The fundamental lesson of the pandemic is how much teachers and schools matter to the neighbourhoods they serve – and in a huge variety of ways, says Rita Hindocha
An image from March 2020: desperate to continue learning, a year 9 girl sits outside her closed local McDonald’s to catch the wifi and do her English work on her phone. Meanwhile, it is not hard to imagine her more affluent counterparts – some perhaps with less thirst for learning – sitting in well-provisioned homes on personal laptops with strong wifi connections.
Nothing better captures how Covid has blown the lid off the searing inequalities that plague all aspects of life in Britain, and education in particular.
A memory now: while we were only open for key workers’ and vulnerable children, a boy with three siblings at home walked into our school reception to report that their food cupboard was bare. School was the only place he felt he could turn to.
Let there be no doubt any more of the vital broader role schools play in the neighbourhoods they serve. Yes, we are palaces of learning. But as Amanda Spielman thankfully noted in her speech at the launch of Ofsted’s annual report, we are also part of a fraying welfare safety net. Marcus Rashford’s campaign for free school holiday meals is proof enough of that.
Yet our schools have shown how resilient and responsive they can be in mitigating the inequities. One of the highlights has been the brilliant work done by all involved with Oak Academy. Some may baulk at the idea of nationally produced resources. But provided we work collectively to tackle the important issues of diversity and representation in the curriculum that will not go back in the bottle after this tumultuous year, I hope we continue to use these into the future. Variation in curriculum and pedagogy has contributed to inequity in outcomes for too long, especially in schools and in subjects where recruitment is so difficult. At one of our schools, the mantra is “planning to the detail” rather than preparing from scratch. We need to be sweating the detail in 2021, not perpetuating workload for little gain.

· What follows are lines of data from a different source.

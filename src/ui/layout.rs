use ratatui::layout::{Constraint, Direction, Layout, Rect};

pub struct AppLayout {
    pub panes: Vec<Rect>,
    pub status_bar: Rect,
}

/// One column per pane, equal widths, with the status bar underneath.
pub fn create_layout(area: Rect, pane_count: usize) -> AppLayout {
    let main_chunks = Layout::default()
        .direction(Direction::Vertical)
        .constraints([
            Constraint::Min(1),    // Panes
            Constraint::Length(1), // Status bar
        ])
        .split(area);

    let panes = if pane_count == 0 {
        Vec::new()
    } else {
        let count = pane_count as u32;
        Layout::default()
            .direction(Direction::Horizontal)
            .constraints((0..count).map(|_| Constraint::Ratio(1, count)))
            .split(main_chunks[0])
            .to_vec()
    };

    AppLayout {
        panes,
        status_bar: main_chunks[1],
    }
}

#[cfg(test)]
mod tests {
    use super::*;

    #[test]
    fn test_panes_side_by_side() {
        let layout = create_layout(Rect::new(0, 0, 90, 20), 3);

        assert_eq!(layout.panes.len(), 3);
        assert!(layout.panes.iter().all(|p| p.width == 30 && p.height == 19));
        assert_eq!(layout.panes[1].x, 30);
        assert_eq!(layout.status_bar, Rect::new(0, 19, 90, 1));
    }

    #[test]
    fn test_no_panes() {
        let layout = create_layout(Rect::new(0, 0, 40, 10), 0);
        assert!(layout.panes.is_empty());
    }
}
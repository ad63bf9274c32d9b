use crate::ui::app::App;
use crossterm::event::{Event, EventStream, KeyCode, KeyEvent, KeyEventKind, KeyModifiers};
use futures::StreamExt;
use tokio::sync::mpsc;
use tokio_util::sync::CancellationToken;
use tracing::warn;

/// Everything the render loop reacts to. Readers and the keyboard task only
/// ever talk to the terminal through these.
#[derive(Debug)]
pub enum AppEvent {
    Key(KeyEvent),
    Line { pane: usize, line: String },
    StreamEnded(usize),
    Resize,
}

/// Forward terminal input to the render loop until `cancel` fires.
pub async fn event_loop(tx: mpsc::Sender<AppEvent>, cancel: CancellationToken) {
    let mut event_stream = EventStream::new();

    loop {
        let maybe_event = tokio::select! {
            _ = cancel.cancelled() => break,
            maybe_event = event_stream.next() => maybe_event,
        };

        let event = match maybe_event {
            Some(Ok(Event::Key(key))) if key.kind == KeyEventKind::Press => AppEvent::Key(key),
            Some(Ok(Event::Resize(_, _))) => AppEvent::Resize,
            Some(Ok(_)) => continue,
            Some(Err(e)) => {
                warn!("Error reading terminal events: {}", e);
                break;
            }
            None => break,
        };
        if tx.send(event).await.is_err() {
            break;
        }
    }
}

/// `q`, Ctrl-C and Ctrl-D leave the dashboard.
pub fn is_quit_key(key: &KeyEvent) -> bool {
    matches!(
        (key.code, key.modifiers),
        (KeyCode::Char('q'), KeyModifiers::NONE)
            | (KeyCode::Char('c'), KeyModifiers::CONTROL)
            | (KeyCode::Char('d'), KeyModifiers::CONTROL)
    )
}

/// Returns false once the key asked the dashboard to stop.
pub fn handle_key_event(app: &mut App, key: KeyEvent) -> bool {
    if is_quit_key(&key) {
        app.request_quit();
        return false;
    }
    true
}

/// Apply one event to the dashboard state.
pub fn apply_event(app: &mut App, event: AppEvent) {
    match event {
        AppEvent::Key(key) => {
            handle_key_event(app, key);
        }
        AppEvent::Line { pane, line } => app.add_line(pane, line),
        AppEvent::StreamEnded(pane) => app.mark_ended(pane),
        AppEvent::Resize => app.mark_dirty(),
    }
}
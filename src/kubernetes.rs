use crate::error::TailError;
use crate::providers::{ClusterQuery, ConfigProvider, LogSource};
use crate::types::{Context, LogStream};
use k8s_openapi::api::core::v1::Pod;
use kube::api::{ListParams, LogParams};
use kube::config::{KubeConfigOptions, Kubeconfig};
use kube::{Api, Client, Config, ResourceExt};
use std::collections::HashMap;
use std::path::PathBuf;
use std::pin::Pin;
use std::process::Stdio;
use std::task::{Context as TaskContext, Poll};
use std::time::Duration;
use tokio::io::{
    AsyncBufRead, AsyncBufReadExt, AsyncRead, AsyncWrite, AsyncWriteExt, BufReader, ReadBuf,
};
use tokio::process::{Child, ChildStdout, Command};
use tokio::sync::{Mutex, oneshot};
use tokio_util::sync::CancellationToken;
use tracing::{debug, info, warn};

/// Bytes buffered between the API forwarding task and the pod reader.
const PIPE_CAPACITY: usize = 64 * 1024;

fn read_kubeconfig(path: Option<&PathBuf>) -> Result<Kubeconfig, TailError> {
    let kubeconfig = match path {
        Some(path) => Kubeconfig::read_from(path),
        None => Kubeconfig::read(),
    };
    kubeconfig.map_err(|e| TailError::ConfigRead(e.to_string()))
}

/// Contexts listed in the kubeconfig (`$KUBECONFIG` or `~/.kube/config`).
pub struct KubeconfigProvider {
    kubeconfig: Kubeconfig,
}

impl KubeconfigProvider {
    pub fn load(path: Option<&PathBuf>) -> Result<Self, TailError> {
        Ok(Self {
            kubeconfig: read_kubeconfig(path)?,
        })
    }

    pub fn kubeconfig(&self) -> &Kubeconfig {
        &self.kubeconfig
    }
}

impl ConfigProvider for KubeconfigProvider {
    fn list_contexts(&self) -> Result<Vec<Context>, TailError> {
        Ok(self
            .kubeconfig
            .contexts
            .iter()
            .map(|c| c.name.clone())
            .collect())
    }
}

/// Kubernetes API access for every context of one kubeconfig.
///
/// Clients are created lazily, once per context, and reused for the pod
/// listing and the log streams.
pub struct KubeCluster {
    kubeconfig: Kubeconfig,
    namespace: Option<String>,
    clients: Mutex<HashMap<String, (Client, String)>>,
}

impl KubeCluster {
    pub fn new(kubeconfig: Kubeconfig, namespace: Option<String>) -> Self {
        Self {
            kubeconfig,
            namespace,
            clients: Mutex::new(HashMap::new()),
        }
    }

    /// Client and namespace to use for `context`.
    async fn client_for(&self, context: &str) -> anyhow::Result<(Client, String)> {
        if let Some(entry) = self.clients.lock().await.get(context) {
            return Ok(entry.clone());
        }

        let config = Config::from_custom_kubeconfig(
            self.kubeconfig.clone(),
            &KubeConfigOptions {
                context: Some(context.to_string()),
                ..Default::default()
            },
        )
        .await
        .map_err(|e| anyhow::anyhow!("Context '{}' not usable: {}", context, e))?;
        let namespace = self
            .namespace
            .clone()
            .unwrap_or_else(|| config.default_namespace.clone());
        let client = Client::try_from(config)?;
        info!("[{}] Initialized client, namespace {}", context, namespace);

        let entry = (client, namespace);
        self.clients
            .lock()
            .await
            .insert(context.to_string(), entry.clone());
        Ok(entry)
    }
}

impl ClusterQuery for KubeCluster {
    async fn list_pods(&self, context: &str) -> Result<Vec<String>, TailError> {
        let query_error = |message: String| TailError::Query {
            context: context.to_string(),
            message,
        };

        let (client, namespace) = self
            .client_for(context)
            .await
            .map_err(|e| query_error(e.to_string()))?;
        let api: Api<Pod> = Api::namespaced(client, &namespace);
        let pods = api
            .list(&ListParams::default())
            .await
            .map_err(|e| query_error(e.to_string()))?;

        Ok(pods.items.iter().map(|pod| pod.name_any()).collect())
    }
}

impl LogSource for KubeCluster {
    async fn open(
        &self,
        context: &str,
        pod: &str,
        since: Option<Duration>,
    ) -> Result<LogStream, TailError> {
        let spawn_error = |message: String| TailError::StreamSpawn {
            context: context.to_string(),
            pod: pod.to_string(),
            message,
        };

        let (client, namespace) = self
            .client_for(context)
            .await
            .map_err(|e| spawn_error(e.to_string()))?;
        let api: Api<Pod> = Api::namespaced(client, &namespace);
        let params = LogParams {
            follow: true,
            since_seconds: since.map(since_seconds),
            ..Default::default()
        };

        let (ready_tx, ready_rx) = oneshot::channel();
        let (mut writer, reader) = tokio::io::duplex(PIPE_CAPACITY);
        let closed = CancellationToken::new();
        let reader_gone = closed.clone();
        let cluster = context.to_string();
        let pod_name = pod.to_string();

        tokio::spawn(async move {
            let logs = match api.log_stream(&pod_name, &params).await {
                Ok(logs) => {
                    let _ = ready_tx.send(Ok(()));
                    logs
                }
                Err(e) => {
                    let _ = ready_tx.send(Err(e));
                    return;
                }
            };

            match pump_logs(logs, &mut writer, &reader_gone).await {
                Ok(()) => debug!("[{}] Log stream of pod {} closed", cluster, pod_name),
                Err(e) => warn!(
                    "[{}] Error reading log stream of pod {}: {}",
                    cluster, pod_name, e
                ),
            }
        });

        match ready_rx.await {
            Ok(Ok(())) => Ok(Box::new(GuardedStream {
                inner: BufReader::new(reader),
                _guard: closed.drop_guard(),
            })),
            Ok(Err(e)) => Err(spawn_error(e.to_string())),
            Err(_) => Err(spawn_error("log task exited before starting".to_string())),
        }
    }
}

/// Follows logs by running `kubectl logs -f` for every pod.
pub struct KubectlLogSource {
    binary: String,
    kubeconfig: Option<PathBuf>,
    namespace: Option<String>,
}

impl KubectlLogSource {
    pub fn new(kubeconfig: Option<PathBuf>, namespace: Option<String>) -> Self {
        Self {
            binary: "kubectl".to_string(),
            kubeconfig,
            namespace,
        }
    }

    #[cfg(test)]
    fn with_binary(mut self, binary: &str) -> Self {
        self.binary = binary.to_string();
        self
    }

    fn command(&self, context: &str, pod: &str, since: Option<Duration>) -> Command {
        let mut cmd = Command::new(&self.binary);
        cmd.arg(format!("--context={}", context));
        if let Some(path) = &self.kubeconfig {
            cmd.arg(format!("--kubeconfig={}", path.display()));
        }
        if let Some(namespace) = &self.namespace {
            cmd.arg(format!("--namespace={}", namespace));
        }
        cmd.args(["logs", "-f", pod]);
        if let Some(since) = since {
            cmd.arg(format!("--since={}s", since_seconds(since)));
        }
        cmd.stdin(Stdio::null())
            .stdout(Stdio::piped())
            .stderr(Stdio::piped())
            .kill_on_drop(true);
        cmd
    }
}

impl LogSource for KubectlLogSource {
    async fn open(
        &self,
        context: &str,
        pod: &str,
        since: Option<Duration>,
    ) -> Result<LogStream, TailError> {
        let spawn_error = |message: String| TailError::StreamSpawn {
            context: context.to_string(),
            pod: pod.to_string(),
            message,
        };

        let mut child = self
            .command(context, pod, since)
            .spawn()
            .map_err(|e| spawn_error(e.to_string()))?;
        let stdout = child
            .stdout
            .take()
            .ok_or_else(|| spawn_error("stdout not captured".to_string()))?;

        if let Some(stderr) = child.stderr.take() {
            let cluster = context.to_string();
            let pod_name = pod.to_string();
            tokio::spawn(async move {
                let mut lines = BufReader::new(stderr).lines();
                while let Ok(Some(line)) = lines.next_line().await {
                    warn!("[{}] kubectl logs {}: {}", cluster, pod_name, line);
                }
            });
        }

        Ok(Box::new(GuardedStream {
            inner: BufReader::new(stdout),
            _guard: child,
        }))
    }
}

/// Copy raw log bytes into `pipe`, one line per write, until the logs end,
/// the pipe's reader hangs up or `reader_gone` fires.
///
/// Only read errors are reported. Decoding is left to the pod reader.
async fn pump_logs<R, W>(
    mut logs: R,
    pipe: &mut W,
    reader_gone: &CancellationToken,
) -> std::io::Result<()>
where
    R: futures::AsyncBufRead + Unpin,
    W: AsyncWrite + Unpin,
{
    let mut line = Vec::new();
    loop {
        line.clear();
        let read = tokio::select! {
            _ = reader_gone.cancelled() => return Ok(()),
            read = futures::AsyncBufReadExt::read_until(&mut logs, b'\n', &mut line) => read?,
        };
        if read == 0 {
            return Ok(());
        }

        tokio::select! {
            _ = reader_gone.cancelled() => return Ok(()),
            written = pipe.write_all(&line) => {
                if written.is_err() {
                    return Ok(());
                }
            }
        }
    }
}

/// Log reader that owns whatever keeps its source alive: the `kubectl`
/// process, or the guard stopping the API forwarding task on drop.
struct GuardedStream<R, G> {
    inner: R,
    _guard: G,
}

impl<R: AsyncRead + Unpin, G: Unpin> AsyncRead for GuardedStream<R, G> {
    fn poll_read(
        self: Pin<&mut Self>,
        cx: &mut TaskContext<'_>,
        buf: &mut ReadBuf<'_>,
    ) -> Poll<std::io::Result<()>> {
        Pin::new(&mut self.get_mut().inner).poll_read(cx, buf)
    }
}

impl<R: AsyncBufRead + Unpin, G: Unpin> AsyncBufRead for GuardedStream<R, G> {
    fn poll_fill_buf(
        self: Pin<&mut Self>,
        cx: &mut TaskContext<'_>,
    ) -> Poll<std::io::Result<&[u8]>> {
        Pin::new(&mut self.get_mut().inner).poll_fill_buf(cx)
    }

    fn consume(self: Pin<&mut Self>, amt: usize) {
        Pin::new(&mut self.get_mut().inner).consume(amt)
    }
}

/// Seconds for `--since`, rounded up and never below one.
fn since_seconds(since: Duration) -> i64 {
    let secs = since
        .as_secs()
        .saturating_add(u64::from(since.subsec_nanos() > 0))
        .max(1);
    i64::try_from(secs).unwrap_or(i64::MAX)
}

Paradoxically, we have also learnt that tech is not the answer to all of our problems
This year, we have collectively taken a leap into the future. Who used Teams or Zoom before March 2020? Every school has unleashed a cadre of digital leaders who have patiently guided less confident colleagues into this new world. The work has been truly ground-breaking and we must now take aspects of these ways of working into the post-pandemic world to reduce travel to meetings, reach out to parents who can’t make our parents evenings, and also – perhaps regrettably – do online lessons on snow days.
In the meantime, please could those awkward and earnest early forays into recorded messages for our communities be magically erased on the stroke of midnight on New Year’s Eve?
Paradoxically, we have also learnt that tech is not the answer to all of our problems. Schools as living, breathing communities housed in actual buildings within local neighbourhoods are vital. Sorry Sugata Mitra. If there was any time to believe that you could stick a computer in a wall in a village in India and watch the kids learn by themselves, surely 2020 was it. But it just ain’t so. Schools are vital for children.
All the evidence you need is the students’ delight to be back in their classrooms with their teachers and friends, rather than cooped up at home on a laptop (if they were lucky). Human connection still matters profoundly. Even with the Oak Academy resources, we have found that our students are less engaged with an explanation coming from the scintillating Adam Boxer than from their sometimes less expert live teacher who has invested in them, knows them and with whom they have a relationship.
Teachers matter. A lot. That is the fundamental lesson of the pandemic. In their supremely messy human way, schools are vital. They guard against loneliness, isolation and harm.
And kids like coming here. They need it. Because learning is a supremely social act, best led by an expert and invested adult and done with 27 others.
Okay, 29 others. It’s sub-optimal, but it sure beats home learning.